======== Data shown

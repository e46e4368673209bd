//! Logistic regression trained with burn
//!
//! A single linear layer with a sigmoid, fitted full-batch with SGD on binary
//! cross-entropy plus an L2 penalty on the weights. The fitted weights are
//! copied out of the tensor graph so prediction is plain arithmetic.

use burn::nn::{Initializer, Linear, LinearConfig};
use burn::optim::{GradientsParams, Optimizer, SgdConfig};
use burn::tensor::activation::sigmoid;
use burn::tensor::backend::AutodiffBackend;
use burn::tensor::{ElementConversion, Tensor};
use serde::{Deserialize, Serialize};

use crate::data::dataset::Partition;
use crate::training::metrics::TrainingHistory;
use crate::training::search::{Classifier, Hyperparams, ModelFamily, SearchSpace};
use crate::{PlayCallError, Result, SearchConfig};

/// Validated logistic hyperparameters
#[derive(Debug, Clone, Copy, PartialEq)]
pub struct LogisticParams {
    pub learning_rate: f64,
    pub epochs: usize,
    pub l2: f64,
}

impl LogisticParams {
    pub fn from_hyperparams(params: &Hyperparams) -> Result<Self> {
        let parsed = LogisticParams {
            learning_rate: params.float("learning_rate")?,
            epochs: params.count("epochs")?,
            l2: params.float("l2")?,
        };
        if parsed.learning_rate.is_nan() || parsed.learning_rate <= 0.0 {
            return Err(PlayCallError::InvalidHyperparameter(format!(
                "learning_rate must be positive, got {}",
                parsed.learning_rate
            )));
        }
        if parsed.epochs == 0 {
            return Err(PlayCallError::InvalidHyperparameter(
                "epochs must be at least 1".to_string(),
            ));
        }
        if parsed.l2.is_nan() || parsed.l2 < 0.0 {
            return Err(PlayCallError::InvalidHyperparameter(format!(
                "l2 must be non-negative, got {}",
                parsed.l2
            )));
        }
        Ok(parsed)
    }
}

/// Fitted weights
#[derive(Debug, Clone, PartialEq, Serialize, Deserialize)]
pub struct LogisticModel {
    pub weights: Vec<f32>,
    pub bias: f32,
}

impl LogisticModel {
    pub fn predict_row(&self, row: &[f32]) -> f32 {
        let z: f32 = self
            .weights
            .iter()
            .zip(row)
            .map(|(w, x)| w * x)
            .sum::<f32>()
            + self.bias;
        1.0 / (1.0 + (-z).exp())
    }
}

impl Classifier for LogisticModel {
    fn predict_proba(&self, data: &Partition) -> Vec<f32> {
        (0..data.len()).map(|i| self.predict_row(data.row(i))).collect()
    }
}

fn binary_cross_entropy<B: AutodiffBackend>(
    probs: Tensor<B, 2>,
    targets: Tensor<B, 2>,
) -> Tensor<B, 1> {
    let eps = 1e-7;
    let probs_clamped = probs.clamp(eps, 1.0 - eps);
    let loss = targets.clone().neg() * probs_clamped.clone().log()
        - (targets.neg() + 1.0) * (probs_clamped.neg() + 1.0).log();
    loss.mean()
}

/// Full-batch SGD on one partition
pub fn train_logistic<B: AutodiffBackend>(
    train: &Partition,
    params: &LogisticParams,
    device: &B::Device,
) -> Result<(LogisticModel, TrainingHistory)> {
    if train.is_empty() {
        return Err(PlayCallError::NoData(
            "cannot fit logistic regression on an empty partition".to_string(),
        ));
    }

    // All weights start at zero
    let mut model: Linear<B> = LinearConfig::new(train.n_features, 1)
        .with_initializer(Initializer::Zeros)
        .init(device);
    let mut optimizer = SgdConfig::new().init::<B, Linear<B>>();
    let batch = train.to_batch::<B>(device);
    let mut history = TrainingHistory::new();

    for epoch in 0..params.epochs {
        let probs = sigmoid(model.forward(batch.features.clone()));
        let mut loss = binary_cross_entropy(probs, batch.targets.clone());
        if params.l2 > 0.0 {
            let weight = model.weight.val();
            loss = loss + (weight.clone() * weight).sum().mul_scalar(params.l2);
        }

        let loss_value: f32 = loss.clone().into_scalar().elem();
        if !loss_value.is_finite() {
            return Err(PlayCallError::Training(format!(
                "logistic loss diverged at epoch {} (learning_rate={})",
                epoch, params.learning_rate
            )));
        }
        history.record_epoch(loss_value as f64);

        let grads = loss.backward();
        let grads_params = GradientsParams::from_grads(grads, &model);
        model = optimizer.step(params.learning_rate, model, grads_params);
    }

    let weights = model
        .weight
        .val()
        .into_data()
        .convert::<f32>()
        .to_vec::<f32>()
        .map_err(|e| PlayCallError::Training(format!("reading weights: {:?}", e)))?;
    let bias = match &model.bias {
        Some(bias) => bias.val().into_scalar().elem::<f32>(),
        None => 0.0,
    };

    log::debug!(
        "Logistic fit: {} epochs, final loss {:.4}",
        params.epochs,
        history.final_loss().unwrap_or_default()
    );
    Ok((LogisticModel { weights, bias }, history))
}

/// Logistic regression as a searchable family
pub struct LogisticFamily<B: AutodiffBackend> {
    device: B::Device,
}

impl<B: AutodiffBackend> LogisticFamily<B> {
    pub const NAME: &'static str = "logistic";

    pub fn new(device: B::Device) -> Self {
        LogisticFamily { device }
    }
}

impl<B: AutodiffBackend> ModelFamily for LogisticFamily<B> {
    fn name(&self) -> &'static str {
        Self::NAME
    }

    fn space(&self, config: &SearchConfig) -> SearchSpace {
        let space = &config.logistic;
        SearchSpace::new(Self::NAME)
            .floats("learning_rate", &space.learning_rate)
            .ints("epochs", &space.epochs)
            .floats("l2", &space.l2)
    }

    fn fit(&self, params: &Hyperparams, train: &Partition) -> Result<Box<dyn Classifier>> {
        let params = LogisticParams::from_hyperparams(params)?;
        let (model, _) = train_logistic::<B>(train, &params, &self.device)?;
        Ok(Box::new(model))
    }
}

================
======== Data shown

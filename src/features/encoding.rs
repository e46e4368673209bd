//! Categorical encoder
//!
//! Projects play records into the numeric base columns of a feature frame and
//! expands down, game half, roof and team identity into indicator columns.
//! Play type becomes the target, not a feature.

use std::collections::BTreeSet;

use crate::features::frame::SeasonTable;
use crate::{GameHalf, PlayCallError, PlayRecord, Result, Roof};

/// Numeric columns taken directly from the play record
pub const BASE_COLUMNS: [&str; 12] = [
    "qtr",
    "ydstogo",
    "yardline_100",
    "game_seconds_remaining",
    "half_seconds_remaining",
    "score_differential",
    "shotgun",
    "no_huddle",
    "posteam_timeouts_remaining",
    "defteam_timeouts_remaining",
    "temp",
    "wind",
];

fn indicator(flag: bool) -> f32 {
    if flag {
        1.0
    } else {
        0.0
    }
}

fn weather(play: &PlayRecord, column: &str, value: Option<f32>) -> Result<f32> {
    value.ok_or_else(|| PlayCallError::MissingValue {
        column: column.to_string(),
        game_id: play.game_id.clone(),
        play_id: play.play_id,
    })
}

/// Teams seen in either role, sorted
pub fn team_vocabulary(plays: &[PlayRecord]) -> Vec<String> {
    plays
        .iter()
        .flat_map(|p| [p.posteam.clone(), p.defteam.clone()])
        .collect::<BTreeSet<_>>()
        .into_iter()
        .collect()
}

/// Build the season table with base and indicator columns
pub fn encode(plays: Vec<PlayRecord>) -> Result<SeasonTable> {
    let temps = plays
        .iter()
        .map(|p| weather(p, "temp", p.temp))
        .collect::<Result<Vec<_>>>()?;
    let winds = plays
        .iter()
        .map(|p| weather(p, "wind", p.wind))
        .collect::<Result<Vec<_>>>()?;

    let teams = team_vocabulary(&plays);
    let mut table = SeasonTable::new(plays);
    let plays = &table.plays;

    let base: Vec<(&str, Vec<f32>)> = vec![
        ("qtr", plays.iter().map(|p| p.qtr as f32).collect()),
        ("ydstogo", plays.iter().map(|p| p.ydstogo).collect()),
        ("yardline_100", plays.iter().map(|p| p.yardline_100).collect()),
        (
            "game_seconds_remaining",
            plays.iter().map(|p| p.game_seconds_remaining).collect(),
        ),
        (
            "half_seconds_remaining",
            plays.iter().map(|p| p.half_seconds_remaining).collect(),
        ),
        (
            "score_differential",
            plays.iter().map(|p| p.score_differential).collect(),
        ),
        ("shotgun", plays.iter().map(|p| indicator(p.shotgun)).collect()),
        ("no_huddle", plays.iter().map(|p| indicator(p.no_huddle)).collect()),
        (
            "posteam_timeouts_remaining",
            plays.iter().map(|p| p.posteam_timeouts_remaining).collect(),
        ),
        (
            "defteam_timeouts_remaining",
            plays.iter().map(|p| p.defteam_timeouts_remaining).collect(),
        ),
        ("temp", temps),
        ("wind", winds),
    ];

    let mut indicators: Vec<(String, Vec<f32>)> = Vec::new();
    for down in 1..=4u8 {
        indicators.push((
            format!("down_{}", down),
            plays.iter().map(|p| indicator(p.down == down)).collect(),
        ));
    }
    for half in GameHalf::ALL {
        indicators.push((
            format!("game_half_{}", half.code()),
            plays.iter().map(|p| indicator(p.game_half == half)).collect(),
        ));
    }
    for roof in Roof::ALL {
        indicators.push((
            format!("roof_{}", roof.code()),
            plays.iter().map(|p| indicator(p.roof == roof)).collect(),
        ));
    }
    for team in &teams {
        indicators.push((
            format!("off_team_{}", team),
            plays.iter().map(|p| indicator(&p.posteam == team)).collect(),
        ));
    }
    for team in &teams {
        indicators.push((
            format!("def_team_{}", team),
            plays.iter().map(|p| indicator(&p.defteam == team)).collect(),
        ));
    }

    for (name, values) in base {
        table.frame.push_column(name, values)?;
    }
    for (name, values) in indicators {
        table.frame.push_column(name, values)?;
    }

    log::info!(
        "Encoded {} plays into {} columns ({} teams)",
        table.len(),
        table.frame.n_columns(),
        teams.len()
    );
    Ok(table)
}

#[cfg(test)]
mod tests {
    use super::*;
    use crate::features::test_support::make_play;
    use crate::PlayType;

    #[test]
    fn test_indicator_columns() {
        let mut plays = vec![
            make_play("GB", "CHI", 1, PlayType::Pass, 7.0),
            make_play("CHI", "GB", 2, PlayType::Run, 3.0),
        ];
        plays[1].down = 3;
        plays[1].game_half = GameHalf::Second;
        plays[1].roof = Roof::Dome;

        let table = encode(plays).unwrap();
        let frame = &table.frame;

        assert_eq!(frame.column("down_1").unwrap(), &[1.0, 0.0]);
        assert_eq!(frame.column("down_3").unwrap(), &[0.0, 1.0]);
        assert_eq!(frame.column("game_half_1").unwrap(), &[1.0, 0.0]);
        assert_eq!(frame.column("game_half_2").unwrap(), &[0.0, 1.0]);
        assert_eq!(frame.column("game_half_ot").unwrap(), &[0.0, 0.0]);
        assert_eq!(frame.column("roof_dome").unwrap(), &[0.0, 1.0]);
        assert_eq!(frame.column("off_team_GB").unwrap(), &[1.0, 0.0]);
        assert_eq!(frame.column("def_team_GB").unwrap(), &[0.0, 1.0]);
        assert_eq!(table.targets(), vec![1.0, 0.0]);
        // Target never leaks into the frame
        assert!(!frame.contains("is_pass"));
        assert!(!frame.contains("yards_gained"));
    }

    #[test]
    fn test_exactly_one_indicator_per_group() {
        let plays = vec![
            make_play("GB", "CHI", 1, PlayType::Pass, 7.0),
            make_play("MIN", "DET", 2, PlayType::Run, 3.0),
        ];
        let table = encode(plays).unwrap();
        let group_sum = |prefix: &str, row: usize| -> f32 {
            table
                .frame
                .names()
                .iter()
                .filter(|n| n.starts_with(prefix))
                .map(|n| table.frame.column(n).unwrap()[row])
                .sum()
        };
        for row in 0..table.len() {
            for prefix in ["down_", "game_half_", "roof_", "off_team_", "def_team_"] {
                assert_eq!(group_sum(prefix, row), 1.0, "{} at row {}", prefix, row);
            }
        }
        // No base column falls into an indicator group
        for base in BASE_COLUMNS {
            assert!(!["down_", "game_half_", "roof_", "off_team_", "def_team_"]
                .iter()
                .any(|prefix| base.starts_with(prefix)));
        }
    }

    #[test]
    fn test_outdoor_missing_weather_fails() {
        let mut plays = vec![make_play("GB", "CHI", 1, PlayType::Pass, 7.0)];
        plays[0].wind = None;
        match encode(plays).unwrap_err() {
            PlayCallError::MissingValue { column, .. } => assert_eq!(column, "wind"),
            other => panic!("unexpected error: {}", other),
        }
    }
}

================
======== Data shown

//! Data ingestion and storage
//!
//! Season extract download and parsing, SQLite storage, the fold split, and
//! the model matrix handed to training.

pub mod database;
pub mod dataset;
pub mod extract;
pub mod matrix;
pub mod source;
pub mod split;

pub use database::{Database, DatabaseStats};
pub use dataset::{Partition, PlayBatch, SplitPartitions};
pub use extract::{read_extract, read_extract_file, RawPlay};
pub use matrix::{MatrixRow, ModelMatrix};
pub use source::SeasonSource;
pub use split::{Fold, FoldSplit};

================

• **Goal of the exercise**
Reprint exactly the lines above that start at the one with "loss = loss" and end at the one with "let bias = match", keeping both and adding none.

• **Worked solution**
            loss = loss + (weight.clone() * weight).sum().mul_scalar(params.l2);
        }

        let loss_value: f32 = loss.clone().into_scalar().elem();
        if !loss_value.is_finite() {
            return Err(PlayCallError::Training(format!(
                "logistic loss diverged at epoch {} (learning_rate={})",
                epoch, params.learning_rate
            )));
        }
        history.record_epoch(loss_value as f64);

        let grads = loss.backward();
        let grads_params = GradientsParams::from_grads(grads, &model);
        model = optimizer.step(params.learning_rate, model, grads_params);
    }

    let weights = model
        .weight
        .val()
        .into_data()
        .convert::<f32>()
        .to_vec::<f32>()
        .map_err(|e| PlayCallError::Training(format!("reading weights: {:?}", e)))?;
    let bias = match &model.bias {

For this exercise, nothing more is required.